# Exercise brief
Your answer must be one number: the count of lines below that include "every".

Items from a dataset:

════════

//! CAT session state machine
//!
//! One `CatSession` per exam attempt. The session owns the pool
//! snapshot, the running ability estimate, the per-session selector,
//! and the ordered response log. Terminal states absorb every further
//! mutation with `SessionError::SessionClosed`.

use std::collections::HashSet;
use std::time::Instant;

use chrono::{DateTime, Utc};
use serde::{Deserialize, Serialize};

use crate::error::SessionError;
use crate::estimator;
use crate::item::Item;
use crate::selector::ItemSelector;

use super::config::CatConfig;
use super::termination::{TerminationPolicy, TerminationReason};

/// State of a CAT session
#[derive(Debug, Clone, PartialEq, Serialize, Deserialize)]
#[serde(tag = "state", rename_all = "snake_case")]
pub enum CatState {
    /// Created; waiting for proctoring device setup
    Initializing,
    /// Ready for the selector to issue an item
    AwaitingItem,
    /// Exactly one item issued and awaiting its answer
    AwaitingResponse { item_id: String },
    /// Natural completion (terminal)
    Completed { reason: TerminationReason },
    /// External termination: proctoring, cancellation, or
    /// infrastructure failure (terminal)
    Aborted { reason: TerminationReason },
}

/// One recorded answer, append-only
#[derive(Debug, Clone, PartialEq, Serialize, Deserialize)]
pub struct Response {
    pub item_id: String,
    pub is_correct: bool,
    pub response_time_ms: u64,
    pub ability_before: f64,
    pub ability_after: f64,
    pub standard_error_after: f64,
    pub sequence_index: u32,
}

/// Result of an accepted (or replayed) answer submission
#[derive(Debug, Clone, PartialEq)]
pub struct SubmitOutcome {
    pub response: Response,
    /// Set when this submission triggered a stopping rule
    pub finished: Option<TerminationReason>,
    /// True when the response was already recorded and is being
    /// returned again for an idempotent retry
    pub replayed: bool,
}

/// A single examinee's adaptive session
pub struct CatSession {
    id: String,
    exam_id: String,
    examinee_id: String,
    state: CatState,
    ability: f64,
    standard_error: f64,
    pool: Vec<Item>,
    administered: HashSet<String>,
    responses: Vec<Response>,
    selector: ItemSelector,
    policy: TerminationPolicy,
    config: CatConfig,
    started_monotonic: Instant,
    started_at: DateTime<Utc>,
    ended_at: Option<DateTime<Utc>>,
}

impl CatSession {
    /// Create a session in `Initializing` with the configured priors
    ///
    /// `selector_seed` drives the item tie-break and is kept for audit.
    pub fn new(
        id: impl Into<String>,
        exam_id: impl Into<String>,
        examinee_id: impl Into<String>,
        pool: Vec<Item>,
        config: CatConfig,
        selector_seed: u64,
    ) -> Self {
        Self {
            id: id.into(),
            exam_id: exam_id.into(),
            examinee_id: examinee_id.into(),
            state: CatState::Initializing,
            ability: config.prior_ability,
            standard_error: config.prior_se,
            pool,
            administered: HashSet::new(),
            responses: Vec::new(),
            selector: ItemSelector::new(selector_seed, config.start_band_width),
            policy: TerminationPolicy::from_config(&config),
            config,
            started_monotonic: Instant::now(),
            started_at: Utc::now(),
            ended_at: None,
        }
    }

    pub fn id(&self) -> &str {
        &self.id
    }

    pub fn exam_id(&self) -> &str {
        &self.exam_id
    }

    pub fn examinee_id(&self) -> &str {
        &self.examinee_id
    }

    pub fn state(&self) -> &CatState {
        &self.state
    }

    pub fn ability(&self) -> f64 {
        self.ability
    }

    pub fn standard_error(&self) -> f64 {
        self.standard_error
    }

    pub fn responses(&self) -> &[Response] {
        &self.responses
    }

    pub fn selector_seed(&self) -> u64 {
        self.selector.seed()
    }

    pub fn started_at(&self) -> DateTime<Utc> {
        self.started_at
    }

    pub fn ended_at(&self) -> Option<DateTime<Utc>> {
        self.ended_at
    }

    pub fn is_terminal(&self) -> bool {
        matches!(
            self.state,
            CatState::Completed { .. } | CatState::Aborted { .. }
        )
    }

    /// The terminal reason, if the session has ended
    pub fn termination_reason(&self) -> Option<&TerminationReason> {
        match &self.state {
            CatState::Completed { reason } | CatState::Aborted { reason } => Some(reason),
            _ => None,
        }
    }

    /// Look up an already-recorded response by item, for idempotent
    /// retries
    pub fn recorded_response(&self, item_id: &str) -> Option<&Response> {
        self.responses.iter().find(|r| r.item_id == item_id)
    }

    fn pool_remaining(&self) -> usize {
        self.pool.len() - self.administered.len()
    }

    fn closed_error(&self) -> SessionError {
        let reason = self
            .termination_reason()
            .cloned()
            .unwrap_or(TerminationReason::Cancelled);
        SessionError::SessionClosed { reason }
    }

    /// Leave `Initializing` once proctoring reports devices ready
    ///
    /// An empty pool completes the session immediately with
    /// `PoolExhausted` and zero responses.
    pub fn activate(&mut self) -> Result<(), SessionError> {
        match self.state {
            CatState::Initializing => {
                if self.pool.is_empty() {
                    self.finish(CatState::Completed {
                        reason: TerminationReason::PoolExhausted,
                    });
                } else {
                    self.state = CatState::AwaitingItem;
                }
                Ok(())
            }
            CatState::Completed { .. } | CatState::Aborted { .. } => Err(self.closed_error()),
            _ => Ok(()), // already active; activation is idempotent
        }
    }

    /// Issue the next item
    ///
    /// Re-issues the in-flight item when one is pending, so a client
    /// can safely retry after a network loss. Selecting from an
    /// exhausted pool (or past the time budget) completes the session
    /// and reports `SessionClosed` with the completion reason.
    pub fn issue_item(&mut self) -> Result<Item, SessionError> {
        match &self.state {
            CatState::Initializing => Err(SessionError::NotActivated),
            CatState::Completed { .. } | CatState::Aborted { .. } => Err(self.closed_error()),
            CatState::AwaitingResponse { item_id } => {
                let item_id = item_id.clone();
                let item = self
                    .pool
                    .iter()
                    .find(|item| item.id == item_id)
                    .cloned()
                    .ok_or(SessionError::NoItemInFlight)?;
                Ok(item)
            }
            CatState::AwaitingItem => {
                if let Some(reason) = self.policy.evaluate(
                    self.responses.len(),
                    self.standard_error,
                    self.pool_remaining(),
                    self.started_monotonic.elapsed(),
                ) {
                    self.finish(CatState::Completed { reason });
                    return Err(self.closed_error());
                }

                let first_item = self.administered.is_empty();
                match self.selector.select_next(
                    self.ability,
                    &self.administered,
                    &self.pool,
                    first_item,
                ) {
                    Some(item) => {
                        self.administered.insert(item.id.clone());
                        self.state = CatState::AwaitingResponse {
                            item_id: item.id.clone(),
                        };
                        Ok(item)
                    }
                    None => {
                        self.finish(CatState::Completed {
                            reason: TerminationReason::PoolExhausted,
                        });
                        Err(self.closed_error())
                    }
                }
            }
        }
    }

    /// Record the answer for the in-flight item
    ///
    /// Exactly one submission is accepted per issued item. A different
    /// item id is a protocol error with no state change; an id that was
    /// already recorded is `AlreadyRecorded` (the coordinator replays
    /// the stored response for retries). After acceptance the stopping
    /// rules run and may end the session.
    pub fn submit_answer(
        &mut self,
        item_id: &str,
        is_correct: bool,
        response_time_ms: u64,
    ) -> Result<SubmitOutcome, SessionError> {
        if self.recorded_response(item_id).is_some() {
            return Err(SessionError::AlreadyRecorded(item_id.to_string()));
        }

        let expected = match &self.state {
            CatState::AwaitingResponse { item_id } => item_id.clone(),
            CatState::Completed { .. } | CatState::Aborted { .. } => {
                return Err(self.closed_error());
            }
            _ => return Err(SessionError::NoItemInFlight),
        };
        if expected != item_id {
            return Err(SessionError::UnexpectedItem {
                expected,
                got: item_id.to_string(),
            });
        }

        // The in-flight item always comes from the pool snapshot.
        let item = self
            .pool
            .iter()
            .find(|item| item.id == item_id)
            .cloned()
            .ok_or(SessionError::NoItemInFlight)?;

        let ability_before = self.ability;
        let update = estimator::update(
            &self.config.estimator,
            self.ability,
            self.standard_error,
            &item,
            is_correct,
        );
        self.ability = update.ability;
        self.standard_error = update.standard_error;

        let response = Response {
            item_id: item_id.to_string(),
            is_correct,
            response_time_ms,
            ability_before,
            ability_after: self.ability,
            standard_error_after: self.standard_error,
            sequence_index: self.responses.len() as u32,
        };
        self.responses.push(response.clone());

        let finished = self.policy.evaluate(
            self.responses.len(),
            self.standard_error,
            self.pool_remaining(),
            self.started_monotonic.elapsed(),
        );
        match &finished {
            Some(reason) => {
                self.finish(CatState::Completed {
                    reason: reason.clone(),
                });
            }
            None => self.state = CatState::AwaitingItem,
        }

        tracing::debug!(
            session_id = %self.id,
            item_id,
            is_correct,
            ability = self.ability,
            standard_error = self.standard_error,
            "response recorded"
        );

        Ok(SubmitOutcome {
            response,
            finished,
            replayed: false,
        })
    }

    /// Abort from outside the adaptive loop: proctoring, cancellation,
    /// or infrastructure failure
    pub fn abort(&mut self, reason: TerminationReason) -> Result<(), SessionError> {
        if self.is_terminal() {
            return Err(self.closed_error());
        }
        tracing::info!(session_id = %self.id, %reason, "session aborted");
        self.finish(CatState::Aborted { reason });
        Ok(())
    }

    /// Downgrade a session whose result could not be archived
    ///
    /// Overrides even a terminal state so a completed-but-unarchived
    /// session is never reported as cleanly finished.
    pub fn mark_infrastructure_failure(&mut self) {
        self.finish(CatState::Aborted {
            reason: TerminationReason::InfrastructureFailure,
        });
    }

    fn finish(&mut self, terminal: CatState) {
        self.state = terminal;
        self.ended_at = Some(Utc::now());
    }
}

════════

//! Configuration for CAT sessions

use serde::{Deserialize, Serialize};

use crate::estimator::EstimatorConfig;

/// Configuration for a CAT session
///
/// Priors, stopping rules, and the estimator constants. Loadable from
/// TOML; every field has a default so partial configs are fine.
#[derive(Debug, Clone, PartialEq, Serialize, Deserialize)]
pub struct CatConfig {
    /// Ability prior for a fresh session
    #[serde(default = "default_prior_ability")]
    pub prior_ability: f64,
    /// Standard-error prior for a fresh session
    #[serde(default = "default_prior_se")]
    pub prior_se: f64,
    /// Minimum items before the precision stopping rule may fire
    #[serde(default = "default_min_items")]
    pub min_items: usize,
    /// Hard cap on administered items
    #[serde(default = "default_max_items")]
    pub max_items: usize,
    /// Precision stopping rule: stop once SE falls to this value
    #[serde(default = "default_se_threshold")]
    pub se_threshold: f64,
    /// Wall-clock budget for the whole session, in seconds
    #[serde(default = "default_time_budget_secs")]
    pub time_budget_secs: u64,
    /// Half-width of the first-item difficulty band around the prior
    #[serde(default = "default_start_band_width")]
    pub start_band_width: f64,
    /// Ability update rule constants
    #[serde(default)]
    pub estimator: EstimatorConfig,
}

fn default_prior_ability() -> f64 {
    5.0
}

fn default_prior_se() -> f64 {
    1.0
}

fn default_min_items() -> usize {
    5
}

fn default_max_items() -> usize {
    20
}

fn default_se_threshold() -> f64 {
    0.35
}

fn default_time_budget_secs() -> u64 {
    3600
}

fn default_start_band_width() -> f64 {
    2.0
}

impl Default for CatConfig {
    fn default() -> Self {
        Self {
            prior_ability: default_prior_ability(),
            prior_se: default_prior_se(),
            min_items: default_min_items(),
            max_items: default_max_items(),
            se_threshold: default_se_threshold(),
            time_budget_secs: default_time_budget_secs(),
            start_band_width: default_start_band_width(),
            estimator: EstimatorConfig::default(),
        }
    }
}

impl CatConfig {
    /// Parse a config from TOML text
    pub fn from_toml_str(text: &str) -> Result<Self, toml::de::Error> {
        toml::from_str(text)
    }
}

════════

# Written reply
2